> Task objective:
Nothing in the entries may be altered; copy them all exactly.

(Saved entries)
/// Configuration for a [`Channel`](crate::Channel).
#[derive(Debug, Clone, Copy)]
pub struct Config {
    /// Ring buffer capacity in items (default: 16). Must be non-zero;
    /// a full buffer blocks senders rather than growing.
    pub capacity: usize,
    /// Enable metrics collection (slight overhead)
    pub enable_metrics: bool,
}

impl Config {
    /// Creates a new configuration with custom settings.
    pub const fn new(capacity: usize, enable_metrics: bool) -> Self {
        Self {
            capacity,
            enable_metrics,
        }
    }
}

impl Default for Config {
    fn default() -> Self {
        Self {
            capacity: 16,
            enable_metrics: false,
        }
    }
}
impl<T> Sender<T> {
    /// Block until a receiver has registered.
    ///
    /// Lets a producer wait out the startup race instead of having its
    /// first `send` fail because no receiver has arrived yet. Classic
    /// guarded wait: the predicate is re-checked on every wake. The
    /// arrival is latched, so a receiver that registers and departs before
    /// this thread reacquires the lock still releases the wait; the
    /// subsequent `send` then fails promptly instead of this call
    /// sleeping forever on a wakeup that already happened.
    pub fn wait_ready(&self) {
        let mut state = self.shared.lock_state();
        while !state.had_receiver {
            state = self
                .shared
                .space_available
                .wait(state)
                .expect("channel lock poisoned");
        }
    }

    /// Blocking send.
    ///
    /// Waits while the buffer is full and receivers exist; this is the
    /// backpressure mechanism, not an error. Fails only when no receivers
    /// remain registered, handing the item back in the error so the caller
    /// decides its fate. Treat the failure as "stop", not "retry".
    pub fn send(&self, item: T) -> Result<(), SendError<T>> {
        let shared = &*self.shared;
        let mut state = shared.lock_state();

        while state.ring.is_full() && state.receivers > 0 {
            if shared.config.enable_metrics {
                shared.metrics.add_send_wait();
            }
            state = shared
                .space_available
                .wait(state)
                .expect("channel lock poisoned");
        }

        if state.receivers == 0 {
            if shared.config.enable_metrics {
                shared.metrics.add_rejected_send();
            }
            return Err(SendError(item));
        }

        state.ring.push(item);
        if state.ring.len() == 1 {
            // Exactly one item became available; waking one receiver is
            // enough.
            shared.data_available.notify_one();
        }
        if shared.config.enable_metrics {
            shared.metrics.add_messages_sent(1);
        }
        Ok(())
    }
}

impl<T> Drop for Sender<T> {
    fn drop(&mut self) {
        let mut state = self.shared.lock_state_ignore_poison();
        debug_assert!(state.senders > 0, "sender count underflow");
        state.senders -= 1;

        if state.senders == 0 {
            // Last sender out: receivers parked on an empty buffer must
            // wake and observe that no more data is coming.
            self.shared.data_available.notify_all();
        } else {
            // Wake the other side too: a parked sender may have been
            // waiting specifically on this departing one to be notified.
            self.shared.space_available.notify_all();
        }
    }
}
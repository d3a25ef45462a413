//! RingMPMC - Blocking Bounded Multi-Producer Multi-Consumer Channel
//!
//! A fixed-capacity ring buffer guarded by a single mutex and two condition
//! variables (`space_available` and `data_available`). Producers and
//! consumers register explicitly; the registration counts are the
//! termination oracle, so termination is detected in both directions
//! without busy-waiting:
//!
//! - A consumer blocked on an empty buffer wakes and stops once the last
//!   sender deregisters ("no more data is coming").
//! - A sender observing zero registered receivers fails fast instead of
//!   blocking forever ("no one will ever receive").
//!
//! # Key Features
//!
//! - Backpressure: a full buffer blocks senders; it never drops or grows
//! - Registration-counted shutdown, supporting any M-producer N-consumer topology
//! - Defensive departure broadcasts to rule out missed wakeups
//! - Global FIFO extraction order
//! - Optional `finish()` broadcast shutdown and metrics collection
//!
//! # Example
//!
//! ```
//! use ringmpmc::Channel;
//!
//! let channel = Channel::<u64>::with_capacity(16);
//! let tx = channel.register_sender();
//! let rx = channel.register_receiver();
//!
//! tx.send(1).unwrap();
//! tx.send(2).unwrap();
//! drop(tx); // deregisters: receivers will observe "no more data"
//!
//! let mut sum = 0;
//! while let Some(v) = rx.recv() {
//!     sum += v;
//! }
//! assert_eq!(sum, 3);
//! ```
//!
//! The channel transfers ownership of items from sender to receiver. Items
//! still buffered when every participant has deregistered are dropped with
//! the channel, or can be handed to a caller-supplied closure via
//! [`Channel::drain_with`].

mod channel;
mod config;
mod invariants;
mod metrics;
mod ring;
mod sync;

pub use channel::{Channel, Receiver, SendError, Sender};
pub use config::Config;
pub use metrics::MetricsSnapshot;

> Response below:
/// Configuration for a [`Channel`](crate::Channel).
#[derive(Debug, Clone, Copy)]
pub struct Config {
    /// Ring buffer capacity in items (default: 16). Must be non-zero;
    /// a full buffer blocks senders rather than growing.
    pub capacity: usize,
    /// Enable metrics collection (slight overhead)
    pub enable_metrics: bool,
}

impl Config {
    /// Creates a new configuration with custom settings.
    pub const fn new(capacity: usize, enable_metrics: bool) -> Self {
        Self {
            capacity,
            enable_metrics,
        }
    }
}

impl Default for Config {
    fn default() -> Self {
        Self {
            capacity: 16,
            enable_metrics: false,
        }
    }
}
impl<T> Sender<T> {
    /// Block until a receiver has registered.
    ///
    /// Lets a producer wait out the startup race instead of having its
    /// first `send` fail because no receiver has arrived yet. Classic
    /// guarded wait: the predicate is re-checked on every wake. The
    /// arrival is latched, so a receiver that registers and departs before
    /// this thread reacquires the lock still releases the wait; the
    /// subsequent `send` then fails promptly instead of this call
    /// sleeping forever on a wakeup that already happened.
    pub fn wait_ready(&self) {
        let mut state = self.shared.lock_state();
        while !state.had_receiver {
            state = self
                .shared
                .space_available
                .wait(state)
                .expect("channel lock poisoned");
        }
    }

    /// Blocking send.
    ///
    /// Waits while the buffer is full and receivers exist; this is the
    /// backpressure mechanism, not an error. Fails only when no receivers
    /// remain registered, handing the item back in the error so the caller
    /// decides its fate. Treat the failure as "stop", not "retry".
    pub fn send(&self, item: T) -> Result<(), SendError<T>> {
        let shared = &*self.shared;
        let mut state = shared.lock_state();

        while state.ring.is_full() && state.receivers > 0 {
            if shared.config.enable_metrics {
                shared.metrics.add_send_wait();
            }
            state = shared
                .space_available
                .wait(state)
                .expect("channel lock poisoned");
        }

        if state.receivers == 0 {
            if shared.config.enable_metrics {
                shared.metrics.add_rejected_send();
            }
            return Err(SendError(item));
        }

        state.ring.push(item);
        if state.ring.len() == 1 {
            // Exactly one item became available; waking one receiver is
            // enough.
            shared.data_available.notify_one();
        }
        if shared.config.enable_metrics {
            shared.metrics.add_messages_sent(1);
        }
        Ok(())
    }
}

impl<T> Drop for Sender<T> {
    fn drop(&mut self) {
        let mut state = self.shared.lock_state_ignore_poison();
        debug_assert!(state.senders > 0, "sender count underflow");
        state.senders -= 1;

        if state.senders == 0 {
            // Last sender out: receivers parked on an empty buffer must
            // wake and observe that no more data is coming.
            self.shared.data_available.notify_all();
        } else {
            // Wake the other side too: a parked sender may have been
            // waiting specifically on this departing one to be notified.
            self.shared.space_available.notify_all();
        }
    }
}
repository d3a25ef45462a413
//! RingMPMC - Blocking Bounded Multi-Producer Multi-Consumer Channel
//!
//! A fixed-capacity ring buffer guarded by a single mutex and two condition
//! variables (`space_available` and `data_available`). Producers and
//! consumers register explicitly; the registration counts are the
//! termination oracle, so termination is detected in both directions
//! without busy-waiting:
//!
//! - A consumer blocked on an empty buffer wakes and stops once the last
//!   sender deregisters ("no more data is coming").
//! - A sender observing zero registered receivers fails fast instead of
//!   blocking forever ("no one will ever receive").
//!
//! # Key Features
//!
//! - Backpressure: a full buffer blocks senders; it never drops or grows
//! - Registration-counted shutdown, supporting any M-producer N-consumer topology
//! - Defensive departure broadcasts to rule out missed wakeups
//! - Global FIFO extraction order
//! - Optional `finish()` broadcast shutdown and metrics collection
//!
//! # Example
//!
//! ```
//! use ringmpmc::Channel;
//!
//! let channel = Channel::<u64>::with_capacity(16);
//! let tx = channel.register_sender();
//! let rx = channel.register_receiver();
//!
//! tx.send(1).unwrap();
//! tx.send(2).unwrap();
//! drop(tx); // deregisters: receivers will observe "no more data"
//!
//! let mut sum = 0;
//! while let Some(v) = rx.recv() {
//!     sum += v;
//! }
//! assert_eq!(sum, 3);
//! ```
//!
//! The channel transfers ownership of items from sender to receiver. Items
//! still buffered when every participant has deregistered are dropped with
//! the channel, or can be handed to a caller-supplied closure via
//! [`Channel::drain_with`].

mod channel;
mod config;
mod invariants;
mod metrics;
mod ring;
mod sync;

pub use channel::{Channel, Receiver, SendError, Sender};
pub use config::Config;
pub use metrics::MetricsSnapshot;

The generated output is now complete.